A Guide to Creating Teen-Adult Conversations in Your Community
What Kids Can Do

Introduction

RELATIONSHIPS BETWEEN ADULTS AND ADOLESCENTS ARE ALWAYS POWERFUL. Precisely for that reason, they can either erode teenagers’ development into strong and confident people or create small and large occasions for growth and connection. Miscommunication and silence can tilt the balance of these relationships. Parents and other adults longing to connect with a teenager often find themselves groping in the dark. Most adolescents don’t talk much to adults, even when they think about them a lot.

So what’s on their minds when teens shrug off parents’ questions with one-word responses? To what adults do they think they matter, and why? Who matters to them? What in their relationships with adults encourages them to thrive and strive—to embrace learning, take positive risks, work hard, and put their skepticism, idealism, and curiosity to good use? What shuts them down? How, then, can adults best reach out to kids, understand them, and offer the help they need?

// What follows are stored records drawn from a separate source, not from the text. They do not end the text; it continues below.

mod chat;
mod diary;

pub use chat::ChatService;
pub use diary::DiaryService;
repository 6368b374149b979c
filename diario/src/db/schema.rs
use libsql::Connection;

use crate::error::Result;

/// Tables of the document store.
pub async fn init_document_schema(conn: &Connection) -> Result<()> {
    conn.execute_batch(
        r#"
        -- Diary entries; titulo is meant to be unique per user but is checked
        -- by the submission flow rather than by a constraint
        CREATE TABLE IF NOT EXISTS diary_entries (
            id TEXT PRIMARY KEY,
            user_id TEXT NOT NULL,
            titulo TEXT NOT NULL,
            entrada TEXT NOT NULL,
            created_at TEXT NOT NULL
        );

        CREATE INDEX IF NOT EXISTS idx_diary_entries_user_titulo
            ON diary_entries(user_id, titulo);
        CREATE INDEX IF NOT EXISTS idx_diary_entries_titulo ON diary_entries(titulo);

        -- Users with their latest Big-Five scores
        CREATE TABLE IF NOT EXISTS users (
            user_id TEXT PRIMARY KEY,
            openness REAL,
            conscientiousness REAL,
            extraversion REAL,
            agreeableness REAL,
            neuroticism REAL,
            updated_at TEXT NOT NULL
        );
        "#,
    )
    .await?;

    Ok(())
}

/// Tables of the key-value conversation store.
pub async fn init_conversation_schema(conn: &Connection) -> Result<()> {
    conn.execute_batch(
        r#"
        -- One row per list element; position preserves append order per key
        CREATE TABLE IF NOT EXISTS conversation_turns (
            position INTEGER PRIMARY KEY AUTOINCREMENT,
            key TEXT NOT NULL,
            role TEXT NOT NULL,
            content TEXT NOT NULL,
            created_at TEXT NOT NULL
        );

        CREATE INDEX IF NOT EXISTS idx_conversation_turns_key
            ON conversation_turns(key, position);
        "#,
    )
    .await?;

    Ok(())
}

pub async fn init_schema(conn: &Connection) -> Result<()> {
    init_document_schema(conn).await?;
    init_conversation_schema(conn).await?;
    Ok(())
}
pub mod diary;
pub(crate) mod health;
pub mod messages;
pub mod users;

pub use health::health_check;
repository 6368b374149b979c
use axum::extract::State;
use serde::Serialize;

use crate::api::state::AppState;
use crate::api::v1::response::ApiResponse;

/// Health data returned inside the v1 envelope.
#[derive(Debug, Clone, Serialize, utoipa::ToSchema)]
pub struct HealthData {
    pub status: String,
    pub version: String,
    pub database: DatabaseStatus,
    pub llm: LlmStatus,
}

#[derive(Debug, Clone, Serialize, utoipa::ToSchema)]
pub struct DatabaseStatus {
    pub status: String,
}

#[derive(Debug, Clone, Serialize, utoipa::ToSchema)]
pub struct LlmStatus {
    pub status: String,
    #[serde(skip_serializing_if = "Option::is_none")]
    pub provider: Option<String>,
    #[serde(skip_serializing_if = "Option::is_none")]
    pub model: Option<String>,
}

/// `GET /api/v1/health`
#[utoipa::path(
    get,
    path = "/api/v1/health",
    tag = "health",
    responses(
        (status = 200, description = "Service health status", body = HealthData),
    )
)]
pub async fn health_check(State(state): State<AppState>) -> ApiResponse<HealthData> {
    let database = match state.db.sync().await {
        Ok(_) => DatabaseStatus {
            status: "ok".to_string(),
        },
        Err(e) => {
            tracing::warn!(error = %e, "Database health check failed");
            DatabaseStatus {
                status: "error".to_string(),
            }
        }
    };

    let llm = if state.llm.is_available() {
        LlmStatus {
            status: "available".to_string(),
            provider: Some(state.llm.backend().name().to_string()),
            model: state.llm.config().map(|c| c.model.clone()),
        }
    } else {
        LlmStatus {
            status: "unavailable".to_string(),
            provider: None,
            model: None,
        }
    };

    ApiResponse::success(HealthData {
        status: "ok".to_string(),
        version: env!("CARGO_PKG_VERSION").to_string(),
        database,
        llm,
    })
}
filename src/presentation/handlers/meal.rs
use crate::application::meal_service::MealService;
use crate::data::meal_repository::PostgresMealRepository;
use crate::domain::error::DomainError;
use crate::presentation::dto::{MealBody, MealResponse, MealsResponse, MetricsResponse};
use crate::presentation::utils::{AuthenticatedUser, request_id};
use actix_web::{HttpRequest, HttpResponse, delete, get, post, put, web};
use tracing::info;
use uuid::Uuid;

#[post("")]
pub async fn create_meal(
    req: HttpRequest,
    user: AuthenticatedUser,
    meals: web::Data<MealService<PostgresMealRepository>>,
    payload: web::Json<MealBody>,
) -> Result<HttpResponse, DomainError> {
    let meal = meals.create_meal(user.id, payload.into_inner()).await?;

    info!(
        request_id = %request_id(&req),
        user_id = %user.id,
        meal_id = %meal.id,
        "meal created"
    );

    Ok(HttpResponse::Created().finish())
}

#[put("/{id}")]
pub async fn update_meal(
    req: HttpRequest,
    user: AuthenticatedUser,
    meals: web::Data<MealService<PostgresMealRepository>>,
    payload: web::Json<MealBody>,
    path: web::Path<Uuid>,
) -> Result<HttpResponse, DomainError> {
    let meal_id = path.into_inner();
    meals
        .update_meal(user.id, meal_id, payload.into_inner())
        .await?;

    info!(
        request_id = %request_id(&req),
        user_id = %user.id,
        meal_id = %meal_id,
        "meal updated"
    );

    Ok(HttpResponse::NoContent().finish())
}

#[delete("/{id}")]
pub async fn delete_meal(
    req: HttpRequest,
    user: AuthenticatedUser,
    meals: web::Data<MealService<PostgresMealRepository>>,
    path: web::Path<Uuid>,
) -> Result<HttpResponse, DomainError> {
    let meal_id = path.into_inner();
    meals.delete_meal(user.id, meal_id).await?;

    info!(
        request_id = %request_id(&req),
        user_id = %user.id,
        meal_id = %meal_id,
        "meal deleted"
    );

    Ok(HttpResponse::NoContent().finish())
}

#[get("")]
pub async fn get_meals(
    user: AuthenticatedUser,
    meals: web::Data<MealService<PostgresMealRepository>>,
) -> Result<HttpResponse, DomainError> {
    let meals = meals.list_meals(user.id).await?;
    Ok(HttpResponse::Ok().json(MealsResponse { meals }))
}

#[get("/metrics")]
pub async fn get_metrics(
    user: AuthenticatedUser,
    meals: web::Data<MealService<PostgresMealRepository>>,
) -> Result<HttpResponse, DomainError> {
    let metrics = meals.metrics(user.id).await?;
    Ok(HttpResponse::Ok().json(MetricsResponse { metrics }))
}

#[get("/{id}")]
pub async fn get_meal(
    user: AuthenticatedUser,
    meals: web::Data<MealService<PostgresMealRepository>>,
    path: web::Path<Uuid>,
) -> Result<HttpResponse, DomainError> {
    let meal = meals.get_meal(user.id, path.into_inner()).await?;
    Ok(HttpResponse::Ok().json(MealResponse { meal }))
}
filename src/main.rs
mod application;
mod data;
mod domain;
mod infrastructure;
mod presentation;

use std::sync::Arc;

use actix_cors::Cors;
use actix_web::{App, HttpServer, web};

use application::meal_service::MealService;
use application::session_service::SessionService;
use data::meal_repository::PostgresMealRepository;
use data::user_repository::PostgresUserRepository;
use domain::error::DomainError;
use infrastructure::config::AppConfig;
use infrastructure::database::{create_pool, run_migrations};
use infrastructure::logging::init_logging;
use presentation::handlers;
use presentation::middleware::{RequestLogMiddleware, SessionAuthMiddleware};

#[actix_web::main]
async fn main() -> std::io::Result<()> {
    init_logging();

    let config = AppConfig::from_env().expect("invalid configuration");
    let pool = create_pool(&config.database_url)
        .await
        .expect("failed to connect to database");
    run_migrations(&pool)
        .await
        .expect("failed to run migrations");

    let user_repo = Arc::new(PostgresUserRepository::new(pool.clone()));
    let meal_repo = Arc::new(PostgresMealRepository::new(pool.clone()));

    let session_service = SessionService::new(user_repo);
    let meal_service = MealService::new(meal_repo);

    let config_data = config.clone();

    HttpServer::new(move || {
        let cors = build_cors(&config_data);
        App::new()
            .wrap(RequestLogMiddleware)
            .wrap(cors)
            .app_data(web::Data::new(session_service.clone()))
            .app_data(web::Data::new(meal_service.clone()))
            .app_data(web::JsonConfig::default().error_handler(|err, _req| {
                DomainError::Validation(err.to_string()).into()
            }))
            .app_data(web::PathConfig::default().error_handler(|err, _req| {
                DomainError::Validation(err.to_string()).into()
            }))
            .service(
                web::scope("/meals")
                    .wrap(SessionAuthMiddleware::<PostgresUserRepository>::new())
                    .service(handlers::meal::create_meal)
                    .service(handlers::meal::get_metrics)
                    .service(handlers::meal::get_meals)
                    .service(handlers::meal::get_meal)
                    .service(handlers::meal::update_meal)
                    .service(handlers::meal::delete_meal),
            )
    })
    .bind((config.host.as_str(), config.port))?
    .run()
    .await
}

fn build_cors(config: &AppConfig) -> Cors {
    let mut cors = Cors::default()
        .allowed_methods(vec!["GET", "POST", "PUT", "DELETE"])
        .allowed_headers(vec![actix_web::http::header::CONTENT_TYPE])
        .supports_credentials()
        .max_age(3600);

    for origin in &config.cors_origins {
        cors = cors.allowed_origin(origin);
    }

    cors
}
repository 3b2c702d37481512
use chrono::{DateTime, Utc};
use serde::Serialize;
use uuid::Uuid;

/// One logged meal. `date` is stored as epoch milliseconds.
#[derive(Debug, Clone, Serialize, sqlx::FromRow)]
pub struct Meal {
    pub id: Uuid,
    pub user_id: Uuid,
    pub name: String,
    pub description: String,
    pub date: i64,
    pub on_diet: bool,
}

impl Meal {
    pub fn new(
        user_id: Uuid,
        name: String,
        description: String,
        date: DateTime<Utc>,
        on_diet: bool,
    ) -> Self {
        Self {
            id: Uuid::new_v4(),
            user_id,
            name,
            description,
            date: date.timestamp_millis(),
            on_diet,
        }
    }
}
use serde::Deserialize;

#[derive(Debug, Deserialize, Clone)]
pub struct AppConfig {
    pub host: String,
    pub port: u16,
    pub database_url: String,
    #[serde(default)]
    pub cors_origins: Vec<String>,
}

impl AppConfig {
    pub fn from_env() -> anyhow::Result<Self> {
        dotenvy::dotenv().ok();

        let host = std::env::var("HOST").unwrap_or_else(|_| "127.0.0.1".into());
        let port = std::env::var("PORT")
            .unwrap_or_else(|_| "3333".into())
            .parse()
            .map_err(|e| anyhow::anyhow!("invalid PORT: {}", e))?;
        let database_url = std::env::var("DATABASE_URL")
            .map_err(|_| anyhow::anyhow!("DATABASE_URL must be set"))?;
        let cors_origins = std::env::var("CORS_ORIGINS")
            .unwrap_or_else(|_| "*".into())
            .split(',')
            .map(|s| s.trim().to_string())
            .filter(|s| !s.is_empty())
            .collect();

        Ok(Self {
            host,
            port,
            database_url,
            cors_origins,
        })
    }
}
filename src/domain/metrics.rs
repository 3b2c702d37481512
use serde::Serialize;

use crate::domain::meal::Meal;

#[derive(Debug, Clone, Copy, PartialEq, Eq, Serialize)]
#[serde(rename_all = "camelCase")]
pub struct MealMetrics {
    pub meals_total: usize,
    pub meals_on_diet: usize,
    pub meals_off_diet: usize,
    pub best_on_diet_sequence: usize,
}

/// Aggregates a user's meal history. `meals` must be ordered by date
/// descending; a contiguous run has the same length scanned in either
/// direction, so the best streak matches the chronological one.
pub fn compute_metrics(meals: &[Meal]) -> MealMetrics {
    let mut current = 0;
    let mut best = 0;
    let mut on_diet = 0;

    for meal in meals {
        if meal.on_diet {
            current += 1;
            on_diet += 1;
        } else {
            current = 0;
        }
        if current > best {
            best = current;
        }
    }

    MealMetrics {
        meals_total: meals.len(),
        meals_on_diet: on_diet,
        meals_off_diet: meals.len() - on_diet,
        best_on_diet_sequence: best,
    }
}
use crate::domain::error::DomainError;
use crate::domain::meal::Meal;
use crate::presentation::dto::MealBody;
use async_trait::async_trait;
use sqlx::PgPool;
use tracing::{error, info};
use uuid::Uuid;

#[async_trait]
pub trait MealRepository: Send + Sync {
    async fn insert(&self, meal: Meal) -> Result<Meal, DomainError>;
    async fn find_for_user(&self, id: Uuid, user_id: Uuid) -> Result<Option<Meal>, DomainError>;
    /// Full-replace update conditioned on ownership. Returns whether a
    /// row was touched; `false` covers both an unknown id and an id
    /// owned by another user.
    async fn update_for_user(
        &self,
        id: Uuid,
        user_id: Uuid,
        update: MealBody,
    ) -> Result<bool, DomainError>;
    /// Delete conditioned on ownership. Returns whether a row was removed.
    async fn delete_for_user(&self, id: Uuid, user_id: Uuid) -> Result<bool, DomainError>;
    async fn list_for_user(&self, user_id: Uuid) -> Result<Vec<Meal>, DomainError>;
    async fn list_for_user_by_date_desc(&self, user_id: Uuid) -> Result<Vec<Meal>, DomainError>;
}

#[derive(Clone)]
pub struct PostgresMealRepository {
    pool: PgPool,
}

impl PostgresMealRepository {
    pub fn new(pool: PgPool) -> Self {
        Self { pool }
    }
}

#[async_trait]
impl MealRepository for PostgresMealRepository {
    async fn insert(&self, meal: Meal) -> Result<Meal, DomainError> {
        sqlx::query(
            r#"
            INSERT INTO meals (id, user_id, name, description, date, on_diet)
            VALUES ($1, $2, $3, $4, $5, $6)
            "#,
        )
        .bind(meal.id)
        .bind(meal.user_id)
        .bind(&meal.name)
        .bind(&meal.description)
        .bind(meal.date)
        .bind(meal.on_diet)
        .execute(&self.pool)
        .await
        .map_err(|e| {
            error!("failed to insert meal: {}", e);
            DomainError::Internal(format!("database error: {}", e))
        })?;

        info!(meal_id = %meal.id, user_id = %meal.user_id, "meal created");
        Ok(meal)
    }

    async fn find_for_user(&self, id: Uuid, user_id: Uuid) -> Result<Option<Meal>, DomainError> {
        sqlx::query_as::<_, Meal>(
            r#"
            SELECT id, user_id, name, description, date, on_diet
            FROM meals
            WHERE id = $1 AND user_id = $2
            "#,
        )
        .bind(id)
        .bind(user_id)
        .fetch_optional(&self.pool)
        .await
        .map_err(|e| {
            error!("db error find_for_user {}: {}", id, e);
            DomainError::Internal(e.to_string())
        })
    }

    async fn update_for_user(
        &self,
        id: Uuid,
        user_id: Uuid,
        update: MealBody,
    ) -> Result<bool, DomainError> {
        let updated = sqlx::query(
            r#"
            UPDATE meals
            SET name = $1, description = $2, date = $3, on_diet = $4
            WHERE id = $5 AND user_id = $6
            "#,
        )
        .bind(&update.name)
        .bind(&update.description)
        .bind(update.date.timestamp_millis())
        .bind(update.on_diet)
        .bind(id)
        .bind(user_id)
        .execute(&self.pool)
        .await
        .map_err(|e| {
            error!("failed to update meal {}: {}", id, e);
            DomainError::Internal(e.to_string())
        })?;

        if updated.rows_affected() == 0 {
            return Ok(false);
        }

        info!(meal_id = %id, "meal updated");
        Ok(true)
    }

    async fn delete_for_user(&self, id: Uuid, user_id: Uuid) -> Result<bool, DomainError> {
        let deleted = sqlx::query("DELETE FROM meals WHERE id = $1 AND user_id = $2")
            .bind(id)
            .bind(user_id)
            .execute(&self.pool)
            .await
            .map_err(|e| {
                error!("failed to delete meal {}: {}", id, e);
                DomainError::Internal(e.to_string())
            })?;

        if deleted.rows_affected() == 0 {
            return Ok(false);
        }

        info!(meal_id = %id, "meal deleted");
        Ok(true)
    }

    async fn list_for_user(&self, user_id: Uuid) -> Result<Vec<Meal>, DomainError> {
        sqlx::query_as::<_, Meal>(
            r#"
            SELECT id, user_id, name, description, date, on_diet
            FROM meals
            WHERE user_id = $1
            "#,
        )
        .bind(user_id)
        .fetch_all(&self.pool)
        .await
        .map_err(|e| {
            error!("db error while listing meals: {}", e);
            DomainError::Internal(e.to_string())
        })
    }

    async fn list_for_user_by_date_desc(&self, user_id: Uuid) -> Result<Vec<Meal>, DomainError> {
        sqlx::query_as::<_, Meal>(
            r#"
            SELECT id, user_id, name, description, date, on_diet
            FROM meals
            WHERE user_id = $1
            ORDER BY date DESC
            "#,
        )
        .bind(user_id)
        .fetch_all(&self.pool)
        .await
        .map_err(|e| {
            error!("db error while listing meals by date: {}", e);
            DomainError::Internal(e.to_string())
        })
    }
}
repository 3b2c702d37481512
pub mod meal_repository;
pub mod user_repository;
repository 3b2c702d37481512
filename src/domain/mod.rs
pub mod error;
pub mod meal;
pub mod metrics;
pub mod user;
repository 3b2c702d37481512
use actix_web::{HttpResponse, ResponseError, http::StatusCode};
use serde::Serialize;
use serde_json::json;
use thiserror::Error;

#[derive(Debug, Error)]
pub enum DomainError {
    #[error("Meal not found")]
    MealNotFound,
    #[error("unauthorized")]
    Unauthorized,
    #[error("validation failed")]
    Validation(String),
    #[error("internal error: {0}")]
    Internal(String),
}

#[derive(Serialize)]
struct ErrorBody<'a> {
    error: &'a str,
    #[serde(skip_serializing_if = "Option::is_none")]
    details: Option<serde_json::Value>,
}

impl ResponseError for DomainError {
    fn status_code(&self) -> StatusCode {
        match self {
            DomainError::MealNotFound => StatusCode::NOT_FOUND,
            DomainError::Unauthorized => StatusCode::UNAUTHORIZED,
            DomainError::Validation(_) => StatusCode::BAD_REQUEST,
            DomainError::Internal(_) => StatusCode::INTERNAL_SERVER_ERROR,
        }
    }

    fn error_response(&self) -> HttpResponse {
        let message = self.to_string();
        let details = match self {
            DomainError::Validation(detail) => Some(json!({ "message": detail })),
            _ => None,
        };
        let body = ErrorBody {
            error: message.as_str(),
            details,
        };
        HttpResponse::build(self.status_code()).json(body)
    }
}
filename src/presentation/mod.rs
pub mod dto;
pub mod handlers;
pub mod middleware;
pub mod utils;
//! Email recipient models.

use chrono::{DateTime, Utc};
use serde::{Deserialize, Serialize};
use utoipa::ToSchema;
use uuid::Uuid;

/// Request to add a dispatch recipient.
#[derive(Debug, Deserialize, ToSchema)]
pub struct CreateRecipientRequest {
    pub email: String,
    #[serde(default)]
    pub role: Option<String>,
    /// Defaults to ["daily"].
    #[serde(default = "default_report_types")]
    pub report_types: Vec<String>,
}

fn default_report_types() -> Vec<String> {
    vec!["daily".to_string()]
}

/// Partial recipient update.
#[derive(Debug, Deserialize, ToSchema)]
pub struct UpdateRecipientRequest {
    #[serde(default)]
    pub role: Option<String>,
    #[serde(default)]
    pub active: Option<bool>,
    #[serde(default)]
    pub report_types: Option<Vec<String>>,
}

/// Recipient returned by the API.
#[derive(Debug, Clone, Serialize, ToSchema)]
pub struct RecipientResponse {
    pub id: Uuid,
    pub email: String,
    pub role: Option<String>,
    pub active: bool,
    pub report_types: Vec<String>,
    pub created_at: DateTime<Utc>,
}

impl From<crate::entity::email_recipient::Model> for RecipientResponse {
    fn from(m: crate::entity::email_recipient::Model) -> Self {
        let report_types = m
            .report_types
            .as_array()
            .map(|arr| {
                arr.iter()
                    .filter_map(|v| v.as_str().map(str::to_string))
                    .collect()
            })
            .unwrap_or_default();
        Self {
            id: m.id,
            email: m.email,
            role: m.role,
            active: m.active,
            report_types,
            created_at: m.created_at,
        }
    }
}

#[cfg(test)]
mod tests {
    use super::*;

    #[test]
    fn test_create_request_defaults_to_daily() {
        let req: CreateRecipientRequest =
            serde_json::from_str(r#"{"email": "pm@example.com"}"#).unwrap();
        assert_eq!(req.report_types, vec!["daily".to_string()]);
    }
}
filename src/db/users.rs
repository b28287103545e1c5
//! Database operations for users.

use chrono::Utc;
use sea_orm::sea_query::Expr;
use sea_orm::*;
use secrecy::{ExposeSecret, SecretString};
use sha2::{Digest, Sha256};
use uuid::Uuid;

use crate::entity::user::{self, Entity as User};
use crate::error::{AppError, AppResult};
use crate::models::user::{CreateUserRequest, ListUsersQuery, UpdateUserRequest};
use crate::policy::{self, Actor, Operation, Role, Scope};

use super::stamp;

/// Hash a password with SHA-256 (hex digest).
pub fn hash_password(password: &SecretString) -> String {
    let mut hasher = Sha256::new();
    hasher.update(password.expose_secret().as_bytes());
    hex::encode(hasher.finalize())
}

/// Create a user. Admin only.
pub async fn create_user(
    db: &DatabaseConnection,
    actor: &Actor,
    req: CreateUserRequest,
) -> AppResult<user::Model> {
    if policy::users_scope(actor, Operation::Insert).is_denied() {
        return Err(AppError::Unauthorized(
            "Only admins may create users".to_string(),
        ));
    }

    if req.role == Role::Service {
        return Err(AppError::InvalidInput(
            "The service role cannot be assigned to a user".to_string(),
        ));
    }

    let now = Utc::now();
    let model = user::ActiveModel {
        id: Set(Uuid::new_v4()),
        username: Set(req.username),
        full_name: Set(req.full_name),
        role: Set(req.role.as_str().to_string()),
        site_location: Set(req.site_location),
        password_hash: Set(req.password.as_ref().map(hash_password)),
        email: Set(req.email),
        is_active: Set(true),
        last_login: Set(None),
        created_at: Set(now),
        updated_at: Set(now),
    };

    Ok(model.insert(db).await?)
}

/// List users visible to the actor, optionally filtered by role and site.
pub async fn list_users(
    db: &DatabaseConnection,
    actor: &Actor,
    query: &ListUsersQuery,
) -> AppResult<Vec<user::Model>> {
    let mut select = User::find();

    match policy::users_scope(actor, Operation::Select) {
        Scope::All => {}
        Scope::Owned(id) => select = select.filter(user::Column::Id.eq(id)),
        Scope::Denied => return Ok(Vec::new()),
    }

    if let Some(role) = query.role {
        select = select.filter(user::Column::Role.eq(role.as_str()));
    }
    if let Some(ref site) = query.site {
        select = select.filter(user::Column::SiteLocation.eq(site.clone()));
    }

    Ok(select.order_by_asc(user::Column::Username).all(db).await?)
}

/// Get a user by id, policy-scoped.
pub async fn get_user(
    db: &DatabaseConnection,
    actor: &Actor,
    id: Uuid,
) -> AppResult<Option<user::Model>> {
    let mut select = User::find_by_id(id);

    match policy::users_scope(actor, Operation::Select) {
        Scope::All => {}
        Scope::Owned(own) => select = select.filter(user::Column::Id.eq(own)),
        Scope::Denied => return Ok(None),
    }

    Ok(select.one(db).await?)
}

/// Update a user. Role changes require admin regardless of ownership.
/// Returns None when the row is out of scope (silent denial).
pub async fn update_user(
    db: &DatabaseConnection,
    actor: &Actor,
    id: Uuid,
    req: UpdateUserRequest,
) -> AppResult<Option<user::Model>> {
    if req.role.is_some() && !policy::may_change_role(actor) {
        return Err(AppError::Unauthorized(
            "Only admins may change a user's role".to_string(),
        ));
    }

    let scope = policy::users_scope(actor, Operation::Update);
    if !scope.permits_owner(id) {
        return Ok(None);
    }

    let Some(existing) = User::find_by_id(id).one(db).await? else {
        return Ok(None);
    };

    let previous_updated_at = existing.updated_at;
    let mut active: user::ActiveModel = existing.into();
    if let Some(full_name) = req.full_name {
        active.full_name = Set(full_name);
    }
    if let Some(role) = req.role {
        if role == Role::Service {
            return Err(AppError::InvalidInput(
                "The service role cannot be assigned to a user".to_string(),
            ));
        }
        active.role = Set(role.as_str().to_string());
    }
    if let Some(site) = req.site_location {
        active.site_location = Set(Some(site));
    }
    if let Some(ref password) = req.password {
        active.password_hash = Set(Some(hash_password(password)));
    }
    if let Some(email) = req.email {
        active.email = Set(Some(email));
    }
    active.updated_at = Set(stamp::touch(previous_updated_at));

    Ok(Some(active.update(db).await?))
}

/// Deactivate a user (soft delete). Admin only; returns affected rows.
pub async fn deactivate_user(db: &DatabaseConnection, actor: &Actor, id: Uuid) -> AppResult<u64> {
    if policy::users_scope(actor, Operation::Delete).is_denied() {
        return Ok(0);
    }

    let result = User::update_many()
        .col_expr(user::Column::IsActive, Expr::value(false))
        .col_expr(user::Column::UpdatedAt, Expr::value(Utc::now()))
        .filter(user::Column::Id.eq(id))
        .exec(db)
        .await?;

    Ok(result.rows_affected)
}

/// Hard-delete a user. Admin only; returns affected rows. Sessions cascade.
pub async fn delete_user(db: &DatabaseConnection, actor: &Actor, id: Uuid) -> AppResult<u64> {
    if policy::users_scope(actor, Operation::Delete).is_denied() {
        return Ok(0);
    }

    let result = User::delete_by_id(id).exec(db).await?;
    Ok(result.rows_affected)
}

// Pre-authentication lookups used by the login flows. These run before an
// actor exists and therefore take no policy scope; they only ever surface
// active users.

/// Find an active user by username and role (password login flow).
pub async fn find_for_password_login(
    db: &DatabaseConnection,
    username: &str,
) -> AppResult<Option<user::Model>> {
    let result = User::find()
        .filter(user::Column::Username.eq(username))
        .filter(user::Column::IsActive.eq(true))
        .filter(
            user::Column::Role
                .eq(Role::ProjectManager.as_str())
                .or(user::Column::Role.eq(Role::Admin.as_str())),
        )
        .one(db)
        .await?;

    Ok(result)
}

/// Find an active engineer by full name and site code (passwordless flow).
pub async fn find_engineer_by_name_and_site(
    db: &DatabaseConnection,
    full_name: &str,
    site_code: &str,
) -> AppResult<Option<user::Model>> {
    let result = User::find()
        .filter(user::Column::FullName.eq(full_name))
        .filter(user::Column::SiteLocation.eq(site_code))
        .filter(user::Column::Role.eq(Role::Engineer.as_str()))
        .filter(user::Column::IsActive.eq(true))
        .one(db)
        .await?;

    Ok(result)
}

/// Record a successful login.
pub async fn update_last_login(db: &DatabaseConnection, id: Uuid) -> AppResult<()> {
    User::update_many()
        .col_expr(user::Column::LastLogin, Expr::value(Some(Utc::now())))
        .filter(user::Column::Id.eq(id))
        .exec(db)
        .await?;

    Ok(())
}

#[cfg(test)]
mod tests {
    use super::*;

    #[test]
    fn test_hash_password_is_sha256_hex() {
        let hash = hash_password(&SecretString::from("secret".to_string()));
        assert_eq!(hash.len(), 64);
        assert!(hash.chars().all(|c| c.is_ascii_hexdigit()));
        // Deterministic
        assert_eq!(hash, hash_password(&SecretString::from("secret".to_string())));
        assert_ne!(hash, hash_password(&SecretString::from("other".to_string())));
    }
}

In 2005, What Kids Can Do—a national nonprofit organization bringing youth voices and insight to bear on problems facing schools, communities, and families—set out to answer these and other questions about teenagers’ relationships with close-in adults. With support from MetLife Foundation, we turned for advice to teenagers themselves.

Over a period of six months, WKCD writer Kathleen Cushman met with sixty teenagers nationwide, gathering their views, experiences, stories, and tips. From these intensive discussions and interviews came a book, What We Can’t Tell You: Teenagers Talk to the Adults in Their Lives (Next Generation Press, 2005).

Since the book’s publication, WKCD has traveled the country, co-hosting with local organizations public forums that promote honest conversations between teenagers and adults. Along the way, we have been struck by the absence of public occasions where adults and young people can find common ground across the divide that separates them. We have noticed the extent to which adult concerns for teenagers focus on keeping them from negative behaviors, rather than supporting them as positive
contributors to their families, schools, and communities. We have heard teens say, again and again, how they wished they had more caring adults they could turn to for support and inspiration. We have concluded that we owe our teenagers more.